06Which has better profit margins — WEYS or DBI or BOOT or SCVL?
Boot Barn Holdings, Inc.
(BOOT) is the more profitable company, earning 9. 5% net margin versus -0. 4% for Designer Brands Inc. — meaning it keeps 9. 5% of every revenue dollar as bottom-line profit. Operating margin tells a similar story: BOOT leads at 12. 5% versus 1. 2% for DBI. At the gross margin level — before operating expenses — WEYS leads at 43. 2%, reflecting greater pricing power or product mix advantage. Stronger margins indicate durable pricing power, lower cost of revenue, or higher mix of software/services. They are one of the clearest signs of business quality.
07Is WEYS or DBI or BOOT or SCVL more undervalued right now?

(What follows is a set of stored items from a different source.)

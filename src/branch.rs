//! Branch cursor
//!
//! A branch is a movable pointer to its working copy: the one open
//! revision that may still change. Its own metadata lives in a node
//! attached to revision 0, so it is versioned like any other node.

use crate::id::{BranchId, NodeRef, RevisionId};

/// Attribute of the branch node holding the branch id
pub const BRANCH_ATTRIBUTE: &str = "__branch__";

/// Movable cursor over a branch's working copy
#[derive(Debug, Clone, PartialEq, Eq)]
pub struct Branch {
    id: BranchId,
    /// Node carrying the branch metadata
    node_ref: NodeRef,
    /// Number of the working copy
    revision: u32,
    /// `RevisionId(id, revision)`
    wc: RevisionId,
}

impl Branch {
    /// Cursor at revision 0
    pub fn new(id: BranchId, node_ref: NodeRef) -> Self {
        Self {
            id,
            node_ref,
            revision: 0,
            wc: RevisionId::new(id, 0),
        }
    }

    /// Branch identifier
    pub fn id(&self) -> BranchId {
        self.id
    }

    /// Ref of the branch node
    pub fn node_ref(&self) -> NodeRef {
        self.node_ref
    }

    /// Revision number of the working copy
    pub fn revision(&self) -> u32 {
        self.revision
    }

    /// Current working copy
    pub fn wc(&self) -> RevisionId {
        self.wc
    }

    /// Id the next working copy will get, `None` once numbers run out
    pub(crate) fn next_revision(&self) -> Option<RevisionId> {
        self.revision.checked_add(1).map(|n| RevisionId::new(self.id, n))
    }

    /// Move the cursor to `next`, obtained from [`next_revision`](Self::next_revision)
    pub(crate) fn advance(&mut self, next: RevisionId) {
        self.revision = next.number();
        self.wc = next;
    }
}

The PEG ratio (forward P/E divided by expected earnings growth rate) is the most precise measure of undervaluation relative to growth potential.
By this metric, Shoe Carnival, Inc. (SCVL) is the more undervalued stock at a PEG of 0. 73x versus Boot Barn Holdings, Inc. 's 0. 77x. A PEG below 1. 0 is traditionally considered the threshold for growth-adjusted undervaluation. On forward earnings alone, Shoe Carnival, Inc. (SCVL) trades at 9. 4x forward P/E versus 22. 3x for Boot Barn Holdings, Inc. — 12. 9x cheaper on a one-year earnings basis. Analyst consensus price targets imply the most upside for BOOT: 41. 7% to $231. 50.
08Which pays a better dividend — WEYS or DBI or BOOT or SCVL?
In this comparison, SCVL (3.
0% yield), DBI (2. 8% yield), WEYS (2. 4% yield) pay a dividend. BOOT does not pay a meaningful dividend and should not be held primarily for income.
09Is WEYS or DBI or BOOT or SCVL better for a retirement portfolio?
For long-horizon retirement investors, Boot Barn Holdings, Inc.
(BOOT) is the stronger choice — it scores higher on the combination of lower volatility, dividend reliability, and long-term compounding (+1960% 10Y return). Designer Brands Inc. (DBI) carries a higher beta of 2. 66 — meaning larger drawdowns in market downturns, which matters significantly when you cannot wait years for a recovery. Both have compounded well over 10 years (BOOT: +1960%, DBI: -52. 6%), confirming both are viable long-term holds — but the lower-volatility option typically results in less emotional selling during corrections. Retirement portfolios generally favour predictability over maximum returns. Consult a financial advisor before making allocation decisions.
10What are the main differences between WEYS and DBI and BOOT and SCVL?
Both stocks operate in the Consumer Cyclical sector, making this a peer-level intra-sector comparison — the same macro tailwinds and headwinds will affect both.
In terms of investment character: WEYS is a small-cap deep-value stock; DBI is a small-cap quality compounder stock; BOOT is a small-cap quality compounder stock; SCVL is a small-cap deep-value stock. WEYS, DBI, SCVL pay a dividend while BOOT does not, making them suitable for different income and tax situations. These fundamental differences mean investors should not choose between them on a single metric — the "better stock" depends entirely on which of these characteristics aligns with your investment strategy.